§ Data supplied
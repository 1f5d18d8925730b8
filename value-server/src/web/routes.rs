//! HTTP route handlers.
//!
//! The handlers translate error kinds into status codes: validation
//! failures are client errors, data-source failures are server errors, and
//! an empty ranking is "not found".

use axum::{
    Json, Router,
    extract::{Query, State},
    http::StatusCode,
    response::IntoResponse,
    routing::get,
};
use tracing::warn;

use crate::domain::{CountryCode, ValueError};

use super::dto::*;
use super::state::AppState;

/// Create the application router.
pub fn create_router(state: AppState) -> Router {
    Router::new()
        .route("/", get(root))
        .route("/health", get(health))
        .route("/countries", get(list_countries))
        .route("/currencies", get(list_currencies))
        .route("/value/index", get(value_index))
        .route("/value/rank", get(value_rank))
        .with_state(state)
}

/// Service identity.
async fn root() -> Json<ServiceInfo> {
    Json(ServiceInfo {
        name: env!("CARGO_PKG_NAME"),
        description: "Travel value data API",
        version: env!("CARGO_PKG_VERSION"),
    })
}

/// Health check endpoint.
async fn health() -> &'static str {
    "ok"
}

/// List all countries in the reference directory.
async fn list_countries(State(state): State<AppState>) -> Json<Vec<CountryResult>> {
    let countries = state
        .directory
        .entries()
        .iter()
        .map(CountryResult::from)
        .collect();
    Json(countries)
}

/// List the currencies the rate provider has data for.
async fn list_currencies(State(state): State<AppState>) -> Json<CurrenciesResponse> {
    let mut currencies: Vec<String> = state
        .rates
        .supported_currencies()
        .await
        .iter()
        .map(|currency| currency.as_str().to_string())
        .collect();
    currencies.sort();
    Json(CurrenciesResponse { currencies })
}

/// Compute the travel value index for one base/target pair.
async fn value_index(
    State(state): State<AppState>,
    Query(query): Query<IndexQuery>,
) -> Result<Json<TravelValueResponse>, AppError> {
    let base = parse_country(&query.base)?;
    let target = parse_country(&query.target)?;
    let window_years = query.window_years.unwrap_or(state.config.window_years);

    let result = state.indexer.index(&base, &target, window_years).await?;
    Ok(Json(TravelValueResponse::from(result)))
}

/// Rank every directory country as a destination for the base country.
async fn value_rank(
    State(state): State<AppState>,
    Query(query): Query<RankQuery>,
) -> Result<Json<RankResponse>, AppError> {
    let base = parse_country(&query.base)?;
    let window_years = query.window_years.unwrap_or(state.config.window_years);

    let candidates = state.directory.countries();
    let ranked = state
        .ranker
        .rank(&base, Some(window_years), &candidates)
        .await?;

    if ranked.is_empty() {
        return Err(AppError::NotFound {
            message: format!("no destinations could be ranked for {base}"),
        });
    }

    Ok(Json(RankResponse {
        base: base.as_str().to_string(),
        window_years,
        destinations: ranked.iter().map(RankedDestinationResult::from).collect(),
    }))
}

fn parse_country(raw: &str) -> Result<CountryCode, AppError> {
    CountryCode::parse_normalized(raw).map_err(|_| AppError::BadRequest {
        message: format!("invalid country code: {raw}"),
    })
}

/// Application-level errors that convert to HTTP responses.
#[derive(Debug)]
pub enum AppError {
    BadRequest { message: String },
    NotFound { message: String },
    Internal { message: String },
}

impl From<ValueError> for AppError {
    fn from(err: ValueError) -> Self {
        match err {
            // Caller input error
            ValueError::InvalidCountry(_) => AppError::BadRequest {
                message: err.to_string(),
            },
            // Everything else reflects the state of the data sources
            ValueError::MissingRateData { .. }
            | ValueError::MissingPriceData(_)
            | ValueError::InsufficientHistory { .. }
            | ValueError::DataIntegrityFault(_) => AppError::Internal {
                message: err.to_string(),
            },
        }
    }
}

impl IntoResponse for AppError {
    fn into_response(self) -> axum::response::Response {
        let (status, message) = match self {
            AppError::BadRequest { message } => (StatusCode::BAD_REQUEST, message),
            AppError::NotFound { message } => (StatusCode::NOT_FOUND, message),
            AppError::Internal { message } => (StatusCode::INTERNAL_SERVER_ERROR, message),
        };

        warn!(status = %status, error = %message, "request failed");

        let body = Json(ErrorResponse { error: message });
        (status, body).into_response()
    }
}

#[cfg(test)]
mod tests {
    use super::*;
    use crate::domain::CurrencyCode;

    fn country(s: &str) -> CountryCode {
        CountryCode::parse(s).unwrap()
    }

    #[test]
    fn invalid_country_maps_to_bad_request() {
        let err = AppError::from(ValueError::InvalidCountry(country("ZZZ")));
        assert!(matches!(err, AppError::BadRequest { .. }));
    }

    #[test]
    fn data_failures_map_to_internal() {
        let err = AppError::from(ValueError::MissingRateData {
            base: CurrencyCode::parse("AUD").unwrap(),
            target: CurrencyCode::parse("JPY").unwrap(),
        });
        assert!(matches!(err, AppError::Internal { .. }));

        let err = AppError::from(ValueError::MissingPriceData(country("AUS")));
        assert!(matches!(err, AppError::Internal { .. }));

        let err = AppError::from(ValueError::InsufficientHistory {
            base: country("AUS"),
            target: country("JPN"),
            window_years: 20,
        });
        assert!(matches!(err, AppError::Internal { .. }));

        let err = AppError::from(ValueError::DataIntegrityFault("bad CPI".into()));
        assert!(matches!(err, AppError::Internal { .. }));
    }

    #[test]
    fn error_statuses() {
        let response = AppError::BadRequest {
            message: "bad".into(),
        }
        .into_response();
        assert_eq!(response.status(), StatusCode::BAD_REQUEST);

        let response = AppError::NotFound {
            message: "none".into(),
        }
        .into_response();
        assert_eq!(response.status(), StatusCode::NOT_FOUND);

        let response = AppError::Internal {
            message: "boom".into(),
        }
        .into_response();
        assert_eq!(response.status(), StatusCode::INTERNAL_SERVER_ERROR);
    }

    #[test]
    fn parse_country_normalizes() {
        assert_eq!(parse_country("aus").unwrap(), country("AUS"));
        assert!(parse_country("australia").is_err());
    }
}
//! Application state for the web layer.

use std::sync::Arc;

use crate::directory::CurrencyDirectory;
use crate::value::{
    DestinationRanker, PriceIndexProvider, RateProvider, RealRateCalculator, TravelValueIndexer,
    ValueConfig,
};

/// Shared application state.
///
/// Contains all the services needed to handle requests.
#[derive(Clone)]
pub struct AppState {
    /// Country ↔ currency reference table
    pub directory: Arc<CurrencyDirectory>,

    /// Exchange-rate provider (for the currency listing endpoint)
    pub rates: Arc<dyn RateProvider>,

    /// Index computation for one country pair
    pub indexer: Arc<TravelValueIndexer>,

    /// Ranking over the whole directory
    pub ranker: Arc<DestinationRanker>,

    /// Engine configuration defaults
    pub config: Arc<ValueConfig>,
}

impl AppState {
    /// Create a new app state, wiring the engine onto the given providers.
    pub fn new(
        directory: Arc<CurrencyDirectory>,
        rates: Arc<dyn RateProvider>,
        prices: Arc<dyn PriceIndexProvider>,
        config: ValueConfig,
    ) -> Self {
        let calculator =
            RealRateCalculator::new(Arc::clone(&directory), Arc::clone(&rates), prices);
        let indexer = TravelValueIndexer::new(calculator);
        let ranker = DestinationRanker::new(
            indexer.clone(),
            Arc::clone(&directory),
            Arc::clone(&rates),
            config.clone(),
        );

        Self {
            directory,
            rates,
            indexer: Arc::new(indexer),
            ranker: Arc::new(ranker),
            config: Arc::new(config),
        }
    }
}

§ Activity
Work through the records above line by line and count those that hold the string "destinations". Give only the result.

§ Solution
2